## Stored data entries
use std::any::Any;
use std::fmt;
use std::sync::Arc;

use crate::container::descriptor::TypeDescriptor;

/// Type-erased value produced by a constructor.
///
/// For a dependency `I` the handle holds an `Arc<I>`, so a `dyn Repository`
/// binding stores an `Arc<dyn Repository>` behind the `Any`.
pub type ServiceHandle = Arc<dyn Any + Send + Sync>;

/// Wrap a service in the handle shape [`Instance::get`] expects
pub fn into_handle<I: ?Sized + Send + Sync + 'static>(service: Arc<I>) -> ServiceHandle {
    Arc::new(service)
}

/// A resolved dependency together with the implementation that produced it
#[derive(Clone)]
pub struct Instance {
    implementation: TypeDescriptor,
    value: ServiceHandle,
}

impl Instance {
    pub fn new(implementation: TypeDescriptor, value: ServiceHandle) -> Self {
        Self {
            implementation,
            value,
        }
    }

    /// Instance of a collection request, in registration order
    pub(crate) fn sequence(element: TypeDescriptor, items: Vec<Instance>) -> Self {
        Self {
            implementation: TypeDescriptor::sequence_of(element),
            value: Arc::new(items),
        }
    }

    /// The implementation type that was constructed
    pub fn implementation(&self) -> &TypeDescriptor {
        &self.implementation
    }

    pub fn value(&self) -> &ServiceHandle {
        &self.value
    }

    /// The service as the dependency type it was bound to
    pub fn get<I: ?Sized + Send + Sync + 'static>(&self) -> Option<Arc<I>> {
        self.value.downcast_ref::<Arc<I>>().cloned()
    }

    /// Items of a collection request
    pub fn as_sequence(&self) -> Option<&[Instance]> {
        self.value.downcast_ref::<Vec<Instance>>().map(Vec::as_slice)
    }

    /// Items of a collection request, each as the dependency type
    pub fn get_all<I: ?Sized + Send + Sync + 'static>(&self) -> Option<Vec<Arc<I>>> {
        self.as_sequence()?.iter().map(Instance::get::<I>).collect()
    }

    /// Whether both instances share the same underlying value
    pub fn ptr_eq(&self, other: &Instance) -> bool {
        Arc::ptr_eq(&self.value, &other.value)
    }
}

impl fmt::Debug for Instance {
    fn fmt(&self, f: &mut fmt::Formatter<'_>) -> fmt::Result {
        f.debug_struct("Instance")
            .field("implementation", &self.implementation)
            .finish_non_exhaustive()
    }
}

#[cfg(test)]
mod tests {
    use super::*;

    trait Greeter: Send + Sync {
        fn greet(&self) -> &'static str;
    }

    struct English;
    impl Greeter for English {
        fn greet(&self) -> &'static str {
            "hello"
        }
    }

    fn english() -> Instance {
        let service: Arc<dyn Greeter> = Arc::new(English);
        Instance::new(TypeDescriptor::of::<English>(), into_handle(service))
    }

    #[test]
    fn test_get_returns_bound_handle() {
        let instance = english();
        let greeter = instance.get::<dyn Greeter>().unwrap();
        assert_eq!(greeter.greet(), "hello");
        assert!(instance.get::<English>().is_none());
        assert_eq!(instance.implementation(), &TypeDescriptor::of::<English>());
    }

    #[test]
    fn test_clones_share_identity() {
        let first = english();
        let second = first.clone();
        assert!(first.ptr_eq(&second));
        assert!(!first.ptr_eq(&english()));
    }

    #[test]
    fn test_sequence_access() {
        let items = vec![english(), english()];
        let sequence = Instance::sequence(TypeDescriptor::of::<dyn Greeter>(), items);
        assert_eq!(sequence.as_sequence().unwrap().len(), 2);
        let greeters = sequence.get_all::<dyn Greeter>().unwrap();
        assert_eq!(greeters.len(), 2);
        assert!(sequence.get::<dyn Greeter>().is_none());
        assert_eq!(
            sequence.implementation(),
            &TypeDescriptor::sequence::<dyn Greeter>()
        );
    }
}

## The problem
Copy each line above holding "collection".

## Solution to this problem
    /// Instance of a collection request, in registration order
    /// Items of a collection request
    /// Items of a collection request, each as the dependency type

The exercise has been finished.